Collected data:
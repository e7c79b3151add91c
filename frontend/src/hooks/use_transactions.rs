use shared::{CategoryCatalog, Period, TransactionRecord};
use wasm_bindgen_futures::spawn_local;
use yew::prelude::*;

use crate::services::DataSource;

#[derive(Clone, PartialEq)]
pub struct TransactionState {
    pub records: Vec<TransactionRecord>,
    pub catalog: CategoryCatalog,
    pub loading: bool,
    pub error: Option<String>,
}

pub struct UseTransactionsResult {
    pub state: TransactionState,
    pub actions: UseTransactionsActions,
}

#[derive(Clone, PartialEq)]
pub struct UseTransactionsActions {
    pub refresh_transactions: Callback<()>,
}

/// Numbers fetches so only the latest one may write to state
#[derive(Debug, Default)]
struct RequestSequence {
    latest: u64,
}

impl RequestSequence {
    fn begin(&mut self) -> u64 {
        self.latest += 1;
        self.latest
    }

    fn is_current(&self, request: u64) -> bool {
        self.latest == request
    }
}

/// Records of `period` plus the category catalog, reloaded when the period changes.
/// A response that arrives after a newer fetch started is dropped.
#[hook]
pub fn use_transactions(data_source: &DataSource, period: Period) -> UseTransactionsResult {
    let records = use_state(Vec::<TransactionRecord>::new);
    let catalog = use_state(CategoryCatalog::builtin);
    let loading = use_state(|| true);
    let error = use_state(|| None::<String>);
    let requests = use_mut_ref(RequestSequence::default);

    let refresh_transactions = {
        let data_source = data_source.clone();
        let records = records.clone();
        let catalog = catalog.clone();
        let loading = loading.clone();
        let error = error.clone();
        let requests = requests.clone();

        use_callback(period, move |_, period| {
            let data_source = data_source.clone();
            let records = records.clone();
            let catalog = catalog.clone();
            let loading = loading.clone();
            let error = error.clone();
            let requests = requests.clone();
            let period = *period;
            let request = requests.borrow_mut().begin();

            spawn_local(async move {
                loading.set(true);

                let categories = data_source.fetch_categories().await;
                let fetched_records = data_source.fetch_transactions(period).await;

                if !requests.borrow().is_current(request) {
                    log::debug!(target: "transactions", "dropping stale response #{}", request);
                    return;
                }

                match categories {
                    Ok(fetched) => catalog.set(fetched),
                    Err(e) => log::warn!(target: "transactions", "keeping built-in categories: {:#}", e),
                }

                match fetched_records {
                    Ok(fetched) => {
                        log::debug!(target: "transactions", "fetched {} records", fetched.len());
                        records.set(fetched);
                        error.set(None);
                    }
                    Err(e) => {
                        log::error!(target: "transactions", "failed to fetch transactions: {:#}", e);
                        error.set(Some(format!("{:#}", e)));
                    }
                }

                loading.set(false);
            });
        })
    };

    {
        let refresh_transactions = refresh_transactions.clone();
        use_effect_with(refresh_transactions, move |refresh| {
            refresh.emit(());
            || ()
        });
    }

    let state = TransactionState {
        records: (*records).clone(),
        catalog: (*catalog).clone(),
        loading: *loading,
        error: (*error).clone(),
    };

    let actions = UseTransactionsActions { refresh_transactions };

    UseTransactionsResult { state, actions }
}

#[cfg(test)]
mod tests {
    use super::*;

    #[test]
    fn test_only_latest_request_is_current() {
        let mut requests = RequestSequence::default();
        let slow = requests.begin();
        let fast = requests.begin();

        // the newer fetch finishes first and applies
        assert!(requests.is_current(fast));
        // the older one finishes later and is dropped
        assert!(!requests.is_current(slow));
    }
}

What the task asks: Reproduce the entries exactly, dropping nothing.

Solution:
repository e7c79b3151add91c
filename frontend/src/hooks/use_transactions.rs
use shared::{CategoryCatalog, Period, TransactionRecord};
use wasm_bindgen_futures::spawn_local;
use yew::prelude::*;

use crate::services::DataSource;

#[derive(Clone, PartialEq)]
pub struct TransactionState {
    pub records: Vec<TransactionRecord>,
    pub catalog: CategoryCatalog,
    pub loading: bool,
    pub error: Option<String>,
}

pub struct UseTransactionsResult {
    pub state: TransactionState,
    pub actions: UseTransactionsActions,
}

#[derive(Clone, PartialEq)]
pub struct UseTransactionsActions {
    pub refresh_transactions: Callback<()>,
}

/// Numbers fetches so only the latest one may write to state
#[derive(Debug, Default)]
struct RequestSequence {
    latest: u64,
}

impl RequestSequence {
    fn begin(&mut self) -> u64 {
        self.latest += 1;
        self.latest
    }

    fn is_current(&self, request: u64) -> bool {
        self.latest == request
    }
}

/// Records of `period` plus the category catalog, reloaded when the period changes.
/// A response that arrives after a newer fetch started is dropped.
#[hook]
pub fn use_transactions(data_source: &DataSource, period: Period) -> UseTransactionsResult {
    let records = use_state(Vec::<TransactionRecord>::new);
    let catalog = use_state(CategoryCatalog::builtin);
    let loading = use_state(|| true);
    let error = use_state(|| None::<String>);
    let requests = use_mut_ref(RequestSequence::default);

    let refresh_transactions = {
        let data_source = data_source.clone();
        let records = records.clone();
        let catalog = catalog.clone();
        let loading = loading.clone();
        let error = error.clone();
        let requests = requests.clone();

        use_callback(period, move |_, period| {
            let data_source = data_source.clone();
            let records = records.clone();
            let catalog = catalog.clone();
            let loading = loading.clone();
            let error = error.clone();
            let requests = requests.clone();
            let period = *period;
            let request = requests.borrow_mut().begin();

            spawn_local(async move {
                loading.set(true);

                let categories = data_source.fetch_categories().await;
                let fetched_records = data_source.fetch_transactions(period).await;

                if !requests.borrow().is_current(request) {
                    log::debug!(target: "transactions", "dropping stale response #{}", request);
                    return;
                }

                match categories {
                    Ok(fetched) => catalog.set(fetched),
                    Err(e) => log::warn!(target: "transactions", "keeping built-in categories: {:#}", e),
                }

                match fetched_records {
                    Ok(fetched) => {
                        log::debug!(target: "transactions", "fetched {} records", fetched.len());
                        records.set(fetched);
                        error.set(None);
                    }
                    Err(e) => {
                        log::error!(target: "transactions", "failed to fetch transactions: {:#}", e);
                        error.set(Some(format!("{:#}", e)));
                    }
                }

                loading.set(false);
            });
        })
    };

    {
        let refresh_transactions = refresh_transactions.clone();
        use_effect_with(refresh_transactions, move |refresh| {
            refresh.emit(());
            || ()
        });
    }

    let state = TransactionState {
        records: (*records).clone(),
        catalog: (*catalog).clone(),
        loading: *loading,
        error: (*error).clone(),
    };

    let actions = UseTransactionsActions { refresh_transactions };

    UseTransactionsResult { state, actions }
}

#[cfg(test)]
mod tests {
    use super::*;

    #[test]
    fn test_only_latest_request_is_current() {
        let mut requests = RequestSequence::default();
        let slow = requests.begin();
        let fast = requests.begin();

        // the newer fetch finishes first and applies
        assert!(requests.is_current(fast));
        // the older one finishes later and is dropped
        assert!(!requests.is_current(slow));
    }
}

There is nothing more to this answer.